Moreover, mtDNA has been shown to improve risk prediction compared to that of commonly measured biomarkers such as lactate and PCT. In 2015, Bhagirath et al. [17] published a translational study aimed at elucidating the role of nuclear DNA (nucDNA), mtDNA, and bacterial DNA in sepsis. They showed that the levels of plasma nucDNA and mtDNA were 200- and 50-fold greater in the patients with sepsis than those of healthy controls, respectively. Timmermans et al. [18] conducted a prospective observational study by collecting samples from 121 septic shock patients in the ICU on day 1, 3, 5, 6, 9, 14, 21, and 28, demonstrating that the levels of nucDNA and mtDNA were significantly elevated and remained elevated at all time points relative to those of healthy controls. Nevertheless nucDNA, but not mtDNA, levels were associated with mortality from septic shock, which is inconsistent with our findings. We speculate that these differences are due to variations in the study population and diagnostic criteria between studies. Kung et al. [19] demonstrated that both plasma nucDNA and mtDNA concentrations on admission were significantly higher in non-survivors than in survivors, and both levels increased shortly after severe infection and then gradually decreased after antimicrobial therapy. Moreover, the nucDNA levels were significantly higher than the mtDNA levels for the same group. In a recent study, Yang et al. [20] indicated that the relative mononuclear cell mtDNA copy number in non-survivors was significantly lower than that of survivors, which was also an important predictor of clinical outcome, as patients with low copy numbers had higher 28-d mortality rates. This suggests that the nucDNA was first elevated in the initial stages of sepsis, accompanied by a depletion of mtDNA copy numbers, followed by the release of mtDNA in the plasma becoming DNA fragments, or mtDNA DAMPs, which are associated with the susceptibility and pathogenesis of sepsis-associated organ injury [21, 22]. The potential contribution of mtDNA DAMPs to organ injury is also supported by persuasive evidence from cell culture and animal models in which administration of exogenous mtDNA fragments or prevention of their accumulation had concordant effects on cytotoxicity, cellular dysfunction, and tissue inflammation [11, 23,24,25,26,27].

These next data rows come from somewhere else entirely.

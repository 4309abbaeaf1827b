use crate::dispatch::dispatch;
use crate::store::DeliveryStore;
use crate::types::{Delivery, DeliveryStatus};
use axum::{
    body::Bytes,
    extract::State,
    http::{HeaderMap, StatusCode},
    response::IntoResponse,
    routing::{get, post},
    Json, Router,
};
use jewelmusic::webhooks::{self, SIGNATURE_HEADER};
use secrecy::{ExposeSecret, SecretString};
use serde_json::json;
use std::sync::Arc;
use tokio::sync::RwLock;
use tracing::{debug, warn};

pub const WEBHOOK_PATH: &str = "/webhooks/jewelmusic";

#[derive(Clone)]
pub struct ServerState {
    pub secret: Arc<SecretString>,
    pub tolerance_secs: u64,
    pub store: Arc<RwLock<DeliveryStore>>,
}

impl ServerState {
    pub fn new(secret: SecretString, tolerance_secs: u64, store: DeliveryStore) -> Self {
        Self {
            secret: Arc::new(secret),
            tolerance_secs,
            store: Arc::new(RwLock::new(store)),
        }
    }

    async fn record(&self, delivery: Delivery) {
        let mut store = self.store.write().await;
        store.record(delivery);
        if let Err(e) = store.save() {
            warn!(error = %e, "failed to persist deliveries");
        }
    }
}

pub fn router(state: ServerState) -> Router {
    Router::new()
        .route(WEBHOOK_PATH, post(handle_webhook))
        .route("/health", get(health))
        .route("/deliveries", get(list_deliveries))
        .with_state(state)
}

async fn handle_webhook(
    State(state): State<ServerState>,
    headers: HeaderMap,
    body: Bytes,
) -> impl IntoResponse {
    let signature = headers
        .get(SIGNATURE_HEADER)
        .and_then(|v| v.to_str().ok())
        .unwrap_or("");

    if !webhooks::verify(&body, signature, state.secret.expose_secret(), state.tolerance_secs) {
        warn!(bytes = body.len(), "rejected webhook with invalid signature");
        state.record(Delivery::new(DeliveryStatus::Unauthorized)).await;
        return (StatusCode::UNAUTHORIZED, Json(json!({"error": "invalid signature"})));
    }

    let event = match webhooks::parse(&body) {
        Ok(event) => event,
        Err(e) => {
            warn!(error = %e, "rejected malformed webhook payload");
            state.record(Delivery::new(DeliveryStatus::Malformed)).await;
            return (StatusCode::BAD_REQUEST, Json(json!({"error": "malformed payload"})));
        }
    };

    debug!(event_id = %event.id, event_type = %event.event_type, "webhook verified");

    if !dispatch(&event) {
        let delivery = Delivery {
            status: DeliveryStatus::Malformed,
            ..Delivery::accepted(&event)
        };
        state.record(delivery).await;
        return (
            StatusCode::UNPROCESSABLE_ENTITY,
            Json(json!({"error": "event data is incomplete", "event_id": event.id})),
        );
    }

    state.record(Delivery::accepted(&event)).await;
    (
        StatusCode::OK,
        Json(json!({
            "received": true,
            "event_id": event.id,
            "event_type": event.event_type,
        })),
    )
}

async fn health(State(state): State<ServerState>) -> Json<serde_json::Value> {
    let deliveries = state.store.read().await.len();
    Json(json!({"status": "ok", "deliveries": deliveries}))
}

async fn list_deliveries(State(state): State<ServerState>) -> Json<Vec<Delivery>> {
    let store = state.store.read().await;
    Json(store.recent().into_iter().cloned().collect())
}
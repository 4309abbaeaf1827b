mod config;
mod dispatch;
mod http_server;
mod store;
mod types;

use anyhow::Context;
use config::ReceiverConfig;
use jewelmusic::webhooks::{EventKind, WebhookCreate};
use jewelmusic::JewelMusic;
use secrecy::ExposeSecret;
use store::DeliveryStore;
use tokio::net::TcpListener;
use tracing::{info, warn};
use tracing_subscriber::EnvFilter;

#[tokio::main]
async fn main() -> anyhow::Result<()> {
    tracing_subscriber::fmt()
        .with_env_filter(EnvFilter::try_from_default_env().unwrap_or_else(|_| EnvFilter::new("info")))
        .init();

    let config = ReceiverConfig::from_env()?;

    let mut store = DeliveryStore::new(config.data_dir.clone());
    if let Err(e) = store.load() {
        warn!(error = %e, "starting with an empty delivery log");
    }

    if let Some(public_url) = &config.public_url {
        register_endpoint(public_url, &config).await;
    }

    let state = http_server::ServerState::new(config.secret, config.tolerance_secs, store);
    let app = http_server::router(state);

    let listener = TcpListener::bind(("0.0.0.0", config.port))
        .await
        .with_context(|| format!("failed to bind port {}", config.port))?;
    info!(
        addr = %listener.local_addr()?,
        path = http_server::WEBHOOK_PATH,
        "webhook receiver listening"
    );

    axum::serve(listener, app)
        .with_graceful_shutdown(shutdown_signal())
        .await
        .context("HTTP server error")?;

    info!("webhook receiver stopped");
    Ok(())
}

/// Register this receiver with the platform for every known event type.
async fn register_endpoint(public_url: &str, config: &ReceiverConfig) {
    let client = match JewelMusic::from_env() {
        Ok(client) => client,
        Err(e) => {
            warn!(error = %e, "skipping endpoint registration");
            return;
        }
    };

    let url = format!("{}{}", public_url.trim_end_matches('/'), http_server::WEBHOOK_PATH);
    let request = WebhookCreate::new(url.clone(), EventKind::ALL_KNOWN.iter().map(EventKind::as_str))
        .with_secret(config.secret.expose_secret())
        .with_description("jewelmusic-webhook-receiver");

    match client.webhooks().create(&request).await {
        Ok(webhook) => info!(webhook_id = %webhook.id, %url, "registered webhook endpoint"),
        Err(e) => warn!(error = %e, %url, "failed to register webhook endpoint"),
    }
}

async fn shutdown_signal() {
    if let Err(e) = tokio::signal::ctrl_c().await {
        warn!(error = %e, "failed to listen for shutdown signal");
        std::future::pending::<()>().await;
    }
    info!("shutting down");
}
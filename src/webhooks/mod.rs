//! Webhook trust boundary, event model and endpoint management.
//!
//! Receivers call [`verify`] on the raw body first, drop the delivery when it
//! returns `false`, and only then [`parse`] it.

pub mod event;
pub mod resource;
pub mod signature;

pub use event::{EventKind, WebhookEvent};
pub use resource::{
    DeliveryFilter, Page, Pagination, RetryPolicy, StatisticsOptions, Webhook, WebhookCreate,
    WebhookFilter, WebhookUpdate, WebhooksResource,
};
pub use signature::{parse, sign, verify, verify_at, DEFAULT_TOLERANCE_SECS, SIGNATURE_HEADER};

Innocenti et al. [28] demonstrated that higher lactate levels and decreased clearance were associated with increased short-term and intermediate-term mortality in patients with sepsis, regardless of the presence of shock. Timmermans et al. [18] also suggested that the plasma mtDNA level on admission was a more powerful predictor than lactate concentration, which is more commonly used for outcome prediction in clinical practice. This conclusion is consistent with our present findings. Therefore, we hypothesized that the plasma mtDNA might become elevated at an earlier stage than serum lactate; however, further prospective study is needed to verify this possibility.

Limitations

Several limitations of the study deserve consideration. First, we only measured plasma levels on admission in the ED and did not measure levels serially, and therefore could not assess the variation of these levels in the ICU or over time. Second, large-scale prospective studies are warranted to evaluate the prognostic contribution of plasma DNA on clinical outcomes. Third, we did not measure intracellular mtDNA levels, and thus cannot extrapolate these findings to the variation in cellular mtDNA content. Finally, we did not examine the mtDNA levels of healthy controls for comparison owing to limitations of funding and ethical considerations.

Conclusions

Plasma mtDNA levels were associated with the SOFA score and a poor prognosis of patients with sepsis in the emergency room. Plasma mtDNA could serve as a predictor of 28-d mortality of patients with sepsis in the ED.